10. The synthesis is complete and the design is saved as gate level verilog netlist and DEF format which has the placement information generated in PKS using 'save' window. If timing driven placement and routing is to be done a GCF file should also be produced which has the timing constraints and the path of 'ctlf' file.



Figure 6.1 Optimized synthesis for the Turn Prohibition Unit and Token Unit.

In the Figure 6.1 it can be seen that optimized synthesis for the Turn Prohibition Unit and the Token Unit has 7 blocks namely the token check, control 2, packet broad cast, prohibit start, control 1, prohibit check and bus arbitration unit. All these blocks are labeled in the figure. The functionality remains the same as described in the architecture.



Figure 6.2 Optimized Synthesis for the Routing Table Unit.

In the Figure 6.2, the optimized synthesis for the Routing Table unit is presented.

Though there are 7 blocks in this module, only 4 of them are highlighted, as the other three blocks are very small and cannot be seen unless it is zoomed further.
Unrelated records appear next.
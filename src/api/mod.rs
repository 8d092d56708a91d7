//! API server module for submitting entries and serving statistics

pub mod handlers;
pub mod routes;
pub mod server;
pub mod types;

pub use server::serve_api;
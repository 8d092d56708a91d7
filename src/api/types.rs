//! API request and response types

use serde::Deserialize;
use serde::Serialize;

use crate::analyzer::ScoreSet;

/// Standard API response wrapper
#[derive(Debug, Serialize)]
pub struct ApiResponse<T> {
    pub success: bool,
    pub data: Option<T>,
    pub error: Option<String>,
}

impl<T> ApiResponse<T> {
    pub fn success(data: T) -> Self {
        Self {
            success: true,
            data: Some(data),
            error: None,
        }
    }

    pub fn error(message: impl Into<String>) -> Self {
        Self {
            success: false,
            data: None,
            error: Some(message.into()),
        }
    }
}

/// Health check response
#[derive(Debug, Serialize)]
pub struct HealthResponse {
    pub status: String,
    pub version: String,
}

/// Entry submission request
#[derive(Debug, Deserialize)]
pub struct SubmitEntryRequest {
    pub user_id: String,
    pub user_name: String,
    pub country: String,
    pub text: String,
}

/// Entry submission response: the derived scores
#[derive(Debug, Serialize)]
pub struct SubmitResponse {
    pub scores: ScoreSet,
}

/// Country listing response
#[derive(Debug, Serialize)]
pub struct CountriesResponse {
    pub countries: Vec<String>,
}
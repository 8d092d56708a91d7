//! Major life event detection and contradiction damping.
//!
//! Event trigger phrases carry large fixed weights (±3/±4) into a mood
//! base value that is kept apart from ordinary lexicon averaging, so a
//! single "passed away" outweighs a handful of mildly positive words.
//!
//! Contradiction detection is a fixed list of regular expressions
//! recognizing explicit downplaying ("but ... didn't feel bad"). It is a
//! heuristic over literal patterns, not negation-scope resolution; the
//! pattern list below is the whole contract.

use lazy_static::lazy_static;
use regex::Regex;
use tracing::debug;

use super::lexicon::Lexicon;

/// Factor applied to a negative mood base when a contradiction pattern
/// matches (magnitude reduced by 60%).
pub const CONTRADICTION_DAMPING: f64 = 0.4;

/// High-weight life event category.
#[derive(Debug, Clone, Copy, PartialEq, Eq)]
pub enum EventCategory {
    Loss,
    Breakup,
    JobLoss,
    Crisis,
    Achievement,
    Milestone,
}

impl EventCategory {
    pub fn as_str(self) -> &'static str {
        match self {
            EventCategory::Loss => "loss",
            EventCategory::Breakup => "breakup",
            EventCategory::JobLoss => "job_loss",
            EventCategory::Crisis => "crisis",
            EventCategory::Achievement => "achievement",
            EventCategory::Milestone => "milestone",
        }
    }
}

/// Trigger phrases and fixed mood weight for one event category.
#[derive(Debug, Clone, Copy)]
pub struct EventRule {
    pub category: EventCategory,
    pub weight: f64,
    pub triggers: &'static [&'static str],
}

pub(super) const EVENT_RULES: &[EventRule] = &[
    EventRule {
        category: EventCategory::Loss,
        weight: -4.0,
        triggers: &[
            "passed away",
            // Bare "died" would also match inside "studied"
            "my dog died",
            "my cat died",
            "my mother died",
            "my father died",
            "death in the family",
            "funeral",
            "lost my dog",
            "lost my cat",
            "lost my pet",
            "lost my mom",
            "lost my dad",
            "lost my mother",
            "lost my father",
            "lost my friend",
            "grieving",
            "in mourning",
        ],
    },
    EventRule {
        category: EventCategory::Breakup,
        weight: -3.0,
        triggers: &[
            "broke up",
            "breakup",
            "break up with",
            "got divorced",
            "filed for divorce",
            "dumped me",
            "ended our relationship",
        ],
    },
    EventRule {
        category: EventCategory::JobLoss,
        weight: -3.0,
        triggers: &[
            "got fired",
            "was fired",
            "laid off",
            "lost my job",
            "made redundant",
            "let go from",
        ],
    },
    EventRule {
        category: EventCategory::Crisis,
        weight: -4.0,
        triggers: &[
            "car accident",
            "in an accident",
            "emergency room",
            "heart attack",
            "diagnosed with",
            "robbed",
            "burgled",
            "evicted",
            "went bankrupt",
        ],
    },
    EventRule {
        category: EventCategory::Achievement,
        weight: 3.0,
        triggers: &[
            "got promoted",
            "got the job",
            "landed the job",
            "passed my exam",
            "passed the exam",
            "graduated",
            "got accepted",
            "won the",
        ],
    },
    EventRule {
        category: EventCategory::Milestone,
        weight: 4.0,
        triggers: &[
            "got engaged",
            "got married",
            "had a baby",
            "gave birth",
            "we're expecting",
            "bought a house",
        ],
    },
];

lazy_static! {
    /// The fixed contradiction shapes. Matching is over the lowercased
    /// whole text, bounded to one sentence by the `[^.!?]*` gap.
    static ref CONTRADICTION_PATTERNS: Vec<Regex> = [
        r"but\b[^.!?]*\b(?:didn't|did not|don't|do not)\s+feel\s+(?:bad|sad|terrible|awful|anything)",
        r"but\b[^.!?]*\b(?:i'm|i am|it's|it is|i was)\s+(?:ok|okay|fine|alright|good)",
        r"but\b[^.!?]*\b(?:not|no longer)\s+(?:sad|upset|bothered|worried)",
    ]
    .iter()
    .map(|pattern| Regex::new(pattern).expect("contradiction pattern is valid"))
    .collect();
}

/// Scan the lowered text for event triggers and sum their weights.
///
/// Every matching category contributes once; a text with both a loss and
/// a breakup stacks to −7 before damping and clamping.
pub fn mood_base(lexicon: &Lexicon, lowered: &str) -> f64 {
    let mut base = 0.0;
    for rule in lexicon.events() {
        if rule.triggers.iter().any(|trigger| lowered.contains(trigger)) {
            debug!(
                category = rule.category.as_str(),
                weight = rule.weight,
                "life event detected"
            );
            base += rule.weight;
        }
    }
    base
}

/// True when any fixed contradiction pattern matches.
pub fn has_contradiction(lowered: &str) -> bool {
    CONTRADICTION_PATTERNS
        .iter()
        .any(|pattern| pattern.is_match(lowered))
}

/// Apply contradiction damping to a negative event base.
///
/// Positive bases are left untouched; the author downplaying a good event
/// is not a pattern the tables recognize.
pub fn damped_mood_base(lexicon: &Lexicon, lowered: &str) -> f64 {
    let base = mood_base(lexicon, lowered);
    if base < 0.0 && has_contradiction(lowered) {
        debug!(base, "contradiction detected, damping mood base");
        base * CONTRADICTION_DAMPING
    } else {
        base
    }
}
The blocks which are visible are the update record blocks, multiplexer block, write data block and the table formulation block. These blocks perform the same function as described in the architecture. The darker lines show the connectivity between the blocks.



Figure 6.3 PKS showing the placement of all the cells.

The PKS option also generates the random placement of the IP blocks depending on the approximate size of the chip. A total of 54 IO pins are created randomly around the die area of the chip as shown in Figure. 6.4. In fact all these pins are not used by the process, only 40 pins are used by the whole process of which 16 pins are for the data and 16 pins are for the address and the rest 8 pins are for the clock, chip select, interrupt, interrupt acknowledge, node ID, port status, read/write and the Tx/Rx. In addition to this a reset pin can also be taken into consideration. Since the use of this pin is not demonstrated, this pin is not taken into account. Since this PKS synthesis is done automatically, the pins placement and the pin count cannot be controlled. However the pin count obtained by the synthesis is always greater than the desired pin count

### 6.3 Post Synthesis Simulation

In the synthesis process, gate level models of the design were produced and were simulated with MTI Model Sim for functionality as well as timing as described in chapter 5. For simulation purposes, a top-level verilog module is obtained from the Cadence Ambit Buildgates in which all the modules are instantiated. Since all the modules are sequential, all the blocks were simulated individually in a pipelined way, which means that the output of one block is input to the next one with the produced delay. The final results are shown in the following figures.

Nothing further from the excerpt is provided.